## AIM OF THE EXERCISE:
Working line by line, output the entries below exactly as they appear.

[MATERIAL FOR THIS EXERCISE — start]

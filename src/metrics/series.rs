use std::collections::BTreeMap;

use serde::Serialize;

/// A labelled numeric series: `values[i]` belongs to `labels[i]`.
/// Labels are day keys (`YYYY-MM-DD`) or sprint names, unique within a series.
#[derive(Debug, Clone, Default, PartialEq, Serialize)]
pub struct Series {
    pub labels: Vec<String>,
    pub values: Vec<f64>,
}

impl Series {
    pub fn new() -> Self {
        Self::default()
    }

    pub fn push(&mut self, label: impl Into<String>, value: f64) {
        self.labels.push(label.into());
        self.values.push(value);
    }

    pub fn len(&self) -> usize {
        self.labels.len()
    }

    pub fn is_empty(&self) -> bool {
        self.labels.is_empty()
    }

    pub fn get(&self, label: &str) -> Option<f64> {
        self.labels
            .iter()
            .position(|l| l == label)
            .map(|i| self.values[i])
    }

    /// Unweighted mean of the values; 0 for an empty series.
    pub fn mean(&self) -> f64 {
        mean(&self.values)
    }

    pub fn iter(&self) -> impl Iterator<Item = (&str, f64)> {
        self.labels
            .iter()
            .map(String::as_str)
            .zip(self.values.iter().copied())
    }
}

impl FromIterator<(String, f64)> for Series {
    fn from_iter<T: IntoIterator<Item = (String, f64)>>(iter: T) -> Self {
        let mut series = Series::new();
        for (label, value) in iter {
            series.push(label, value);
        }
        series
    }
}

/// Arithmetic mean; 0 when empty.
pub fn mean(values: &[f64]) -> f64 {
    if values.is_empty() {
        return 0.0;
    }
    values.iter().sum::<f64>() / values.len() as f64
}

/// Pointwise average across repositories.
///
/// Labels are the sorted union of every input's labels. Each label's value is
/// the mean over only the series that contain that label; a repository with
/// no value for a label is skipped, not counted as zero.
pub fn cross_repo_average<'a, I>(series: I) -> Series
where
    I: IntoIterator<Item = &'a Series>,
{
    let mut buckets: BTreeMap<&'a str, (f64, usize)> = BTreeMap::new();
    for s in series {
        for (label, value) in s.labels.iter().zip(s.values.iter()) {
            let bucket = buckets.entry(label.as_str()).or_insert((0.0, 0));
            bucket.0 += value;
            bucket.1 += 1;
        }
    }

    buckets
        .into_iter()
        .map(|(label, (sum, count))| (label.to_string(), sum / count as f64))
        .collect()
}
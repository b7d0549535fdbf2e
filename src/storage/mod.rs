pub mod repository;

use rusqlite_migration::{Migrations, M};

use crate::error::{Error, Result};

/// Database wraps two `tokio_rusqlite::Connection` instances (writer + reader)
/// using WAL mode for concurrent access. The writer serializes writes via
/// `tokio_rusqlite`'s internal channel; the reader can proceed without blocking.
#[derive(Clone)]
pub struct Database {
    writer: tokio_rusqlite::Connection,
    reader: tokio_rusqlite::Connection,
}

impl Database {
    /// Open the database at the default path (`~/.deliverydw/deliverydw.db`).
    pub async fn open() -> Result<Self> {
        let dir = dirs::home_dir()
            .ok_or_else(|| Error::Config("cannot determine home directory".into()))?
            .join(".deliverydw");
        std::fs::create_dir_all(&dir).map_err(|e| Error::Config(e.to_string()))?;
        Self::open_at(dir.join("deliverydw.db")).await
    }

    /// Open the database at the given path.
    pub async fn open_at(path: impl AsRef<std::path::Path>) -> Result<Self> {
        let path = path.as_ref().to_path_buf();
        log::debug!("Opening database at {}", path.display());

        let writer = tokio_rusqlite::Connection::open(&path).await?;
        Self::init_writer(&writer).await?;

        let reader = tokio_rusqlite::Connection::open(&path).await?;
        Self::init_reader(&reader).await?;

        Ok(Self { writer, reader })
    }

    /// Open an in-memory database (for testing).
    pub async fn open_memory() -> Result<Self> {
        let writer = tokio_rusqlite::Connection::open_in_memory().await?;
        Self::init_writer(&writer).await?;

        // In-memory databases are per-connection, so reader and writer share one.
        Ok(Self {
            reader: writer.clone(),
            writer,
        })
    }

    async fn init_writer(conn: &tokio_rusqlite::Connection) -> Result<()> {
        conn.call(|conn| {
            conn.execute_batch(
                "PRAGMA journal_mode=WAL;\
                 PRAGMA foreign_keys=ON;\
                 PRAGMA busy_timeout=5000;",
            )
            .map_err(|e| e.to_string())?;
            let migrations =
                Migrations::new(vec![M::up(include_str!("migrations/001_initial.sql"))]);
            migrations.to_latest(conn).map_err(|e| e.to_string())?;
            Ok::<(), String>(())
        })
        .await
        .map_err(|e| Error::Migration(e.to_string()))
    }

    async fn init_reader(conn: &tokio_rusqlite::Connection) -> Result<()> {
        conn.call(|conn| {
            conn.execute_batch(
                "PRAGMA journal_mode=WAL;\
                 PRAGMA foreign_keys=ON;\
                 PRAGMA busy_timeout=5000;",
            )?;
            Ok::<(), rusqlite::Error>(())
        })
        .await?;
        Ok(())
    }

    /// Get a reference to the writer connection.
    pub fn writer(&self) -> &tokio_rusqlite::Connection {
        &self.writer
    }

    /// Get a reference to the reader connection.
    pub fn reader(&self) -> &tokio_rusqlite::Connection {
        &self.reader
    }
}

#[cfg(test)]
mod tests {
    use super::*;

    async fn table_names(db: &Database) -> Vec<String> {
        db.reader()
            .call(|conn| {
                let mut stmt = conn.prepare(
                    "SELECT name FROM sqlite_master WHERE type='table' ORDER BY name",
                )?;
                let rows = stmt.query_map([], |row| row.get(0))?;
                Ok::<Vec<String>, rusqlite::Error>(rows.filter_map(|r| r.ok()).collect())
            })
            .await
            .unwrap()
    }

    #[tokio::test]
    async fn test_open_memory() {
        let db = Database::open_memory().await.unwrap();
        let tables = table_names(&db).await;

        for table in [
            "projects",
            "daily_deployments",
            "pull_requests",
            "issues",
            "sprints",
            "daily_stats",
            "app_config",
        ] {
            assert!(tables.contains(&table.to_string()), "missing table {table}");
        }
    }

    #[tokio::test]
    async fn test_open_at_reopens_existing_file() {
        let dir = tempfile::tempdir().unwrap();
        let path = dir.path().join("metrics.db");

        let db = Database::open_at(&path).await.unwrap();
        db.writer()
            .call(|conn| repository::set_config(conn, "ratio_precision", "1"))
            .await
            .unwrap();
        drop(db);

        // Migrations are already applied; reopening must not fail
        let db = Database::open_at(&path).await.unwrap();
        let value = db
            .reader()
            .call(|conn| repository::get_config(conn, "ratio_precision"))
            .await
            .unwrap();
        assert_eq!(value.as_deref(), Some("1"));
    }
}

[MATERIAL FOR THIS EXERCISE — finish]

## YOUR RESPONSE:
filename src/metrics/series.rs
use std::collections::BTreeMap;

use serde::Serialize;

/// A labelled numeric series: `values[i]` belongs to `labels[i]`.
/// Labels are day keys (`YYYY-MM-DD`) or sprint names, unique within a series.
#[derive(Debug, Clone, Default, PartialEq, Serialize)]
pub struct Series {
    pub labels: Vec<String>,
    pub values: Vec<f64>,
}

impl Series {
    pub fn new() -> Self {
        Self::default()
    }

    pub fn push(&mut self, label: impl Into<String>, value: f64) {
        self.labels.push(label.into());
        self.values.push(value);
    }

    pub fn len(&self) -> usize {
        self.labels.len()
    }

    pub fn is_empty(&self) -> bool {
        self.labels.is_empty()
    }

    pub fn get(&self, label: &str) -> Option<f64> {
        self.labels
            .iter()
            .position(|l| l == label)
            .map(|i| self.values[i])
    }

    /// Unweighted mean of the values; 0 for an empty series.
    pub fn mean(&self) -> f64 {
        mean(&self.values)
    }

    pub fn iter(&self) -> impl Iterator<Item = (&str, f64)> {
        self.labels
            .iter()
            .map(String::as_str)
            .zip(self.values.iter().copied())
    }
}

impl FromIterator<(String, f64)> for Series {
    fn from_iter<T: IntoIterator<Item = (String, f64)>>(iter: T) -> Self {
        let mut series = Series::new();
        for (label, value) in iter {
            series.push(label, value);
        }
        series
    }
}

/// Arithmetic mean; 0 when empty.
pub fn mean(values: &[f64]) -> f64 {
    if values.is_empty() {
        return 0.0;
    }
    values.iter().sum::<f64>() / values.len() as f64
}

/// Pointwise average across repositories.
///
/// Labels are the sorted union of every input's labels. Each label's value is
/// the mean over only the series that contain that label; a repository with
/// no value for a label is skipped, not counted as zero.
pub fn cross_repo_average<'a, I>(series: I) -> Series
where
    I: IntoIterator<Item = &'a Series>,
{
    let mut buckets: BTreeMap<&'a str, (f64, usize)> = BTreeMap::new();
    for s in series {
        for (label, value) in s.labels.iter().zip(s.values.iter()) {
            let bucket = buckets.entry(label.as_str()).or_insert((0.0, 0));
            bucket.0 += value;
            bucket.1 += 1;
        }
    }

    buckets
        .into_iter()
        .map(|(label, (sum, count))| (label.to_string(), sum / count as f64))
        .collect()
}
repository b7d0549535fdbf2e
filename src/storage/mod.rs
pub mod repository;

use rusqlite_migration::{Migrations, M};

use crate::error::{Error, Result};

/// Database wraps two `tokio_rusqlite::Connection` instances (writer + reader)
/// using WAL mode for concurrent access. The writer serializes writes via
/// `tokio_rusqlite`'s internal channel; the reader can proceed without blocking.
#[derive(Clone)]
pub struct Database {
    writer: tokio_rusqlite::Connection,
    reader: tokio_rusqlite::Connection,
}

impl Database {
    /// Open the database at the default path (`~/.deliverydw/deliverydw.db`).
    pub async fn open() -> Result<Self> {
        let dir = dirs::home_dir()
            .ok_or_else(|| Error::Config("cannot determine home directory".into()))?
            .join(".deliverydw");
        std::fs::create_dir_all(&dir).map_err(|e| Error::Config(e.to_string()))?;
        Self::open_at(dir.join("deliverydw.db")).await
    }

    /// Open the database at the given path.
    pub async fn open_at(path: impl AsRef<std::path::Path>) -> Result<Self> {
        let path = path.as_ref().to_path_buf();
        log::debug!("Opening database at {}", path.display());

        let writer = tokio_rusqlite::Connection::open(&path).await?;
        Self::init_writer(&writer).await?;

        let reader = tokio_rusqlite::Connection::open(&path).await?;
        Self::init_reader(&reader).await?;

        Ok(Self { writer, reader })
    }

    /// Open an in-memory database (for testing).
    pub async fn open_memory() -> Result<Self> {
        let writer = tokio_rusqlite::Connection::open_in_memory().await?;
        Self::init_writer(&writer).await?;

        // In-memory databases are per-connection, so reader and writer share one.
        Ok(Self {
            reader: writer.clone(),
            writer,
        })
    }

    async fn init_writer(conn: &tokio_rusqlite::Connection) -> Result<()> {
        conn.call(|conn| {
            conn.execute_batch(
                "PRAGMA journal_mode=WAL;\
                 PRAGMA foreign_keys=ON;\
                 PRAGMA busy_timeout=5000;",
            )
            .map_err(|e| e.to_string())?;
            let migrations =
                Migrations::new(vec![M::up(include_str!("migrations/001_initial.sql"))]);
            migrations.to_latest(conn).map_err(|e| e.to_string())?;
            Ok::<(), String>(())
        })
        .await
        .map_err(|e| Error::Migration(e.to_string()))
    }

    async fn init_reader(conn: &tokio_rusqlite::Connection) -> Result<()> {
        conn.call(|conn| {
            conn.execute_batch(
                "PRAGMA journal_mode=WAL;\
                 PRAGMA foreign_keys=ON;\
                 PRAGMA busy_timeout=5000;",
            )?;
            Ok::<(), rusqlite::Error>(())
        })
        .await?;
        Ok(())
    }

    /// Get a reference to the writer connection.
    pub fn writer(&self) -> &tokio_rusqlite::Connection {
        &self.writer
    }

    /// Get a reference to the reader connection.
    pub fn reader(&self) -> &tokio_rusqlite::Connection {
        &self.reader
    }
}

#[cfg(test)]
mod tests {
    use super::*;

    async fn table_names(db: &Database) -> Vec<String> {
        db.reader()
            .call(|conn| {
                let mut stmt = conn.prepare(
                    "SELECT name FROM sqlite_master WHERE type='table' ORDER BY name",
                )?;
                let rows = stmt.query_map([], |row| row.get(0))?;
                Ok::<Vec<String>, rusqlite::Error>(rows.filter_map(|r| r.ok()).collect())
            })
            .await
            .unwrap()
    }

    #[tokio::test]
    async fn test_open_memory() {
        let db = Database::open_memory().await.unwrap();
        let tables = table_names(&db).await;

        for table in [
            "projects",
            "daily_deployments",
            "pull_requests",
            "issues",
            "sprints",
            "daily_stats",
            "app_config",
        ] {
            assert!(tables.contains(&table.to_string()), "missing table {table}");
        }
    }

    #[tokio::test]
    async fn test_open_at_reopens_existing_file() {
        let dir = tempfile::tempdir().unwrap();
        let path = dir.path().join("metrics.db");

        let db = Database::open_at(&path).await.unwrap();
        db.writer()
            .call(|conn| repository::set_config(conn, "ratio_precision", "1"))
            .await
            .unwrap();
        drop(db);

        // Migrations are already applied; reopening must not fail
        let db = Database::open_at(&path).await.unwrap();
        let value = db
            .reader()
            .call(|conn| repository::get_config(conn, "ratio_precision"))
            .await
            .unwrap();
        assert_eq!(value.as_deref(), Some("1"));
    }
}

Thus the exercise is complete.